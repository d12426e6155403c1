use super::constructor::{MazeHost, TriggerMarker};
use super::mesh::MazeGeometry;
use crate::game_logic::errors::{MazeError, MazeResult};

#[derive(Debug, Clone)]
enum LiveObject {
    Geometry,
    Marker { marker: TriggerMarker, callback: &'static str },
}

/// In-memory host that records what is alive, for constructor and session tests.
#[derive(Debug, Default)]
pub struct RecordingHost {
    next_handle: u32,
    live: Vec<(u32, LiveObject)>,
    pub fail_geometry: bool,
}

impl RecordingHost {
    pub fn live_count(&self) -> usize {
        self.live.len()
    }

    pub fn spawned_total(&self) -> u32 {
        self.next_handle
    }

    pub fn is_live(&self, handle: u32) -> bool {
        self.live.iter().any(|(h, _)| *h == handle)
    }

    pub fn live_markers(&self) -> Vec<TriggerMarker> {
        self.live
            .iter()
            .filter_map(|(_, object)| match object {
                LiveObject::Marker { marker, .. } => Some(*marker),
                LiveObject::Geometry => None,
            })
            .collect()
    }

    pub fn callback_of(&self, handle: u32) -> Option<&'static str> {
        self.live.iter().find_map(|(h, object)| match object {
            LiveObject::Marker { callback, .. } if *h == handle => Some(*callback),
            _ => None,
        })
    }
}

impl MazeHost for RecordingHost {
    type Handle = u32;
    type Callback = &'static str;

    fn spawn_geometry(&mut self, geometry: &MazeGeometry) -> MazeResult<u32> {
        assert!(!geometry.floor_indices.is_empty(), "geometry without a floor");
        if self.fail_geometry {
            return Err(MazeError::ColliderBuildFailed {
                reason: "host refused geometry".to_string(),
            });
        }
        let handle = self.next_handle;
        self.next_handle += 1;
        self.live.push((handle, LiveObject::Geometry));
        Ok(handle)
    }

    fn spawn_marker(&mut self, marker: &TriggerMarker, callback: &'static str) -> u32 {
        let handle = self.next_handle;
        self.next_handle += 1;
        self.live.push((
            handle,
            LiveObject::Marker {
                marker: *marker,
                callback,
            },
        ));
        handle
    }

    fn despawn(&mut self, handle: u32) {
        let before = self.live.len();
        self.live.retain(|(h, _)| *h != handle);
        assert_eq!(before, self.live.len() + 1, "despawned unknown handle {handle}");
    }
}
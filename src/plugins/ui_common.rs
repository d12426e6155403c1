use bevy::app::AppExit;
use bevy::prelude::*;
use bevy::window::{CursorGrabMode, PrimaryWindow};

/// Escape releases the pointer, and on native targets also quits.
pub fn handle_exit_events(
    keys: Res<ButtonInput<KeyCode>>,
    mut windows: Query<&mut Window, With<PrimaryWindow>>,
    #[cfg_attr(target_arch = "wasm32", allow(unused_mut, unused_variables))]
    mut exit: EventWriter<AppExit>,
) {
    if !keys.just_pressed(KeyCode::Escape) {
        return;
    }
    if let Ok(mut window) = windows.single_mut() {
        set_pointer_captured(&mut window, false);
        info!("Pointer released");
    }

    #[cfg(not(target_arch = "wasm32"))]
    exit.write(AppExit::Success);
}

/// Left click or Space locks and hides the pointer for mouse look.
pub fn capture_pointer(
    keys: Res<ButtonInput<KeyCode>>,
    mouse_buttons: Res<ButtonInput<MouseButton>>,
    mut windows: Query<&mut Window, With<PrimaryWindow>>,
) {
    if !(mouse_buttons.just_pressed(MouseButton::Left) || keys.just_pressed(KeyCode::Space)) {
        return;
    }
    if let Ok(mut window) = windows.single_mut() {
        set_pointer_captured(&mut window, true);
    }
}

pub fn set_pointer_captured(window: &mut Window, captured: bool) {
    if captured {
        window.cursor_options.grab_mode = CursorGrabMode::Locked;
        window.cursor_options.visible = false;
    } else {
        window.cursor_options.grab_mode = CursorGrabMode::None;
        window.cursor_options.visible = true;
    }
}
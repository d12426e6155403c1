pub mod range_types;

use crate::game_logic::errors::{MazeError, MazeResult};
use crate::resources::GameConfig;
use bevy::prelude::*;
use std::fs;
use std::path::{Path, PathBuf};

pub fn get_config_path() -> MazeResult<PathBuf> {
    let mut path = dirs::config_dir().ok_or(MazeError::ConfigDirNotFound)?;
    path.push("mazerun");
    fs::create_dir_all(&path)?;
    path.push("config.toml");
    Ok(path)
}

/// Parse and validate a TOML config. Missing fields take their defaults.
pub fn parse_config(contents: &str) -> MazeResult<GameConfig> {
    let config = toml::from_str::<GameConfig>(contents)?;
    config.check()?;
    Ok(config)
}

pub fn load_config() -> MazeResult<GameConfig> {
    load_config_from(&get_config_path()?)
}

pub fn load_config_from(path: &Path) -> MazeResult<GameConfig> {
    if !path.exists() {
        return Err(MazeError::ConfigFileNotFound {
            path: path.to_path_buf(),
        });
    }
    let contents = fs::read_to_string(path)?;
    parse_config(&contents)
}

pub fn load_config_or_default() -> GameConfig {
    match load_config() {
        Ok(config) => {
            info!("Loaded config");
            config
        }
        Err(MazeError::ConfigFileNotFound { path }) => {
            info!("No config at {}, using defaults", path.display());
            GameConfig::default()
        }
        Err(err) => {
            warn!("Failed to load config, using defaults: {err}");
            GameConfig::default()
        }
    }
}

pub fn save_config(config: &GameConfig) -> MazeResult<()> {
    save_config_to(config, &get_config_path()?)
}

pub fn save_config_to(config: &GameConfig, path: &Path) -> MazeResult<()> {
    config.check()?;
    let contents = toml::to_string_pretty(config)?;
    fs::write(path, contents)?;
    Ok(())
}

• YOUR ASSIGNMENT: Where does "info" appear in the records above? Copy each line that holds it.

• TASK SOLUTION:
        info!("Pointer released");
            info!("Loaded config");
            info!("No config at {}, using defaults", path.display());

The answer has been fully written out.